> _Problem to work on_: Copying exactly, give the lines in the material below from the one with "use std::path::PathBuf;" to the one with "fn write(&self) ->", ends included, and nothing besides.

=====

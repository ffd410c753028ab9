//! Product repository for JSON storage
//!
//! Manages loading and saving the product list to products.json. The list is
//! ordered: built-in products first, then custom products in the order they
//! were added.

use std::path::PathBuf;
use std::sync::RwLock;

use crate::error::HourlyBuysError;
use crate::models::{Product, ProductId};

use super::file_io::{read_json, write_json_atomic};

/// Serializable product data structure
#[derive(Debug, Clone, serde::Serialize, serde::Deserialize)]
pub(crate) struct ProductData {
    pub(crate) products: Vec<Product>,
}

impl Default for ProductData {
    /// A missing file means the built-in list
    fn default() -> Self {
        Self {
            products: Product::defaults(),
        }
    }
}

/// Repository for product persistence
pub struct ProductRepository {
    path: PathBuf,
    data: RwLock<Vec<Product>>,
}

impl ProductRepository {
    /// Create a new product repository
    pub fn new(path: PathBuf) -> Self {
        Self {
            path,
            data: RwLock::new(Vec::new()),
        }
    }

    fn read(&self) -> Result<std::sync::RwLockReadGuard<'_, Vec<Product>>, HourlyBuysError> {
        self.data
            .read()
            .map_err(|e| HourlyBuysError::Storage(format!("Failed to acquire read lock: {}", e)))
    }

    fn write(&self) -> Result<std::sync::RwLockWriteGuard<'_, Vec<Product>>, HourlyBuysError> {
        self.data
            .write()
            .map_err(|e| HourlyBuysError::Storage(format!("Failed to acquire write lock: {}", e)))
    }

    /// Load products from disk
    pub fn load(&self) -> Result<(), HourlyBuysError> {
        let file_data: ProductData = read_json(&self.path)?;
        *self.write()? = file_data.products;
        Ok(())
    }

    /// Save products to disk
    pub fn save(&self) -> Result<(), HourlyBuysError> {
        let file_data = ProductData {
            products: self.read()?.clone(),
        };
        write_json_atomic(&self.path, &file_data)
    }

    /// Get all products in display order
    pub fn get_all(&self) -> Result<Vec<Product>, HourlyBuysError> {
        Ok(self.read()?.clone())
    }

    /// Get a product by ID
    pub fn get(&self, id: ProductId) -> Result<Option<Product>, HourlyBuysError> {
        Ok(self.read()?.iter().find(|p| p.id == id).cloned())
    }

    /// Get a product by name (case-insensitive)
    pub fn get_by_name(&self, name: &str) -> Result<Option<Product>, HourlyBuysError> {
        Ok(self.read()?.iter().find(|p| p.matches_name(name)).cloned())
    }

    /// Insert a product at the end, or replace it in place if the ID exists
    pub fn upsert(&self, product: Product) -> Result<(), HourlyBuysError> {
        let mut data = self.write()?;
        match data.iter_mut().find(|p| p.id == product.id) {
            Some(existing) => *existing = product,
            None => data.push(product),
        }
        Ok(())
    }

    /// Delete a product, returning it if it existed
    pub fn delete(&self, id: ProductId) -> Result<Option<Product>, HourlyBuysError> {
        let mut data = self.write()?;
        let index = data.iter().position(|p| p.id == id);
        Ok(index.map(|index| data.remove(index)))
    }

    /// Replace the whole list
    pub fn replace_all(&self, products: Vec<Product>) -> Result<(), HourlyBuysError> {
        *self.write()? = products;
        Ok(())
    }

    /// Count products
    pub fn count(&self) -> Result<usize, HourlyBuysError> {
        Ok(self.read()?.len())
    }
}

#[cfg(test)]
mod tests {
    use super::*;
    use crate::models::Unit;
    use tempfile::TempDir;

    fn create_test_repo() -> (TempDir, ProductRepository) {
        let temp_dir = TempDir::new().unwrap();
        let repo = ProductRepository::new(temp_dir.path().join("products.json"));
        (temp_dir, repo)
    }

    fn tofu() -> Product {
        Product::custom("Tofu", Unit::parse("CNY/block").unwrap(), 3.5)
    }

    #[test]
    fn test_missing_file_loads_defaults() {
        let (_temp_dir, repo) = create_test_repo();
        repo.load().unwrap();
        assert_eq!(repo.count().unwrap(), 6);
        assert_eq!(repo.get_all().unwrap()[0].name, "Rice");
    }

    #[test]
    fn test_upsert_appends_then_replaces() {
        let (_temp_dir, repo) = create_test_repo();
        repo.load().unwrap();

        let mut product = tofu();
        repo.upsert(product.clone()).unwrap();
        assert_eq!(repo.count().unwrap(), 7);
        assert_eq!(repo.get_all().unwrap()[6].name, "Tofu");

        product.price = 4.0;
        repo.upsert(product.clone()).unwrap();
        assert_eq!(repo.count().unwrap(), 7);
        assert_eq!(repo.get(product.id).unwrap().unwrap().price, 4.0);
    }

    #[test]
    fn test_get_by_name() {
        let (_temp_dir, repo) = create_test_repo();
        repo.load().unwrap();

        assert!(repo.get_by_name("cooking oil").unwrap().is_some());
        assert!(repo.get_by_name("caviar").unwrap().is_none());
    }

    #[test]
    fn test_delete() {
        let (_temp_dir, repo) = create_test_repo();
        repo.load().unwrap();

        let product = tofu();
        repo.upsert(product.clone()).unwrap();

        let removed = repo.delete(product.id).unwrap();
        assert_eq!(removed.unwrap().name, "Tofu");
        assert!(repo.delete(product.id).unwrap().is_none());
        assert_eq!(repo.count().unwrap(), 6);
    }

    #[test]
    fn test_save_and_reload() {
        let (temp_dir, repo) = create_test_repo();
        repo.load().unwrap();

        let product = tofu();
        repo.upsert(product.clone()).unwrap();
        repo.save().unwrap();

        let repo2 = ProductRepository::new(temp_dir.path().join("products.json"));
        repo2.load().unwrap();
        assert_eq!(repo2.get(product.id).unwrap(), Some(product));
        assert_eq!(repo2.count().unwrap(), 7);
    }
}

=====

> _Solved exercise_:
use std::path::PathBuf;
use std::sync::RwLock;

use crate::error::HourlyBuysError;
use crate::models::{Product, ProductId};

use super::file_io::{read_json, write_json_atomic};

/// Serializable product data structure
#[derive(Debug, Clone, serde::Serialize, serde::Deserialize)]
pub(crate) struct ProductData {
    pub(crate) products: Vec<Product>,
}

impl Default for ProductData {
    /// A missing file means the built-in list
    fn default() -> Self {
        Self {
            products: Product::defaults(),
        }
    }
}

/// Repository for product persistence
pub struct ProductRepository {
    path: PathBuf,
    data: RwLock<Vec<Product>>,
}

impl ProductRepository {
    /// Create a new product repository
    pub fn new(path: PathBuf) -> Self {
        Self {
            path,
            data: RwLock::new(Vec::new()),
        }
    }

    fn read(&self) -> Result<std::sync::RwLockReadGuard<'_, Vec<Product>>, HourlyBuysError> {
        self.data
            .read()
            .map_err(|e| HourlyBuysError::Storage(format!("Failed to acquire read lock: {}", e)))
    }

    fn write(&self) -> Result<std::sync::RwLockWriteGuard<'_, Vec<Product>>, HourlyBuysError> {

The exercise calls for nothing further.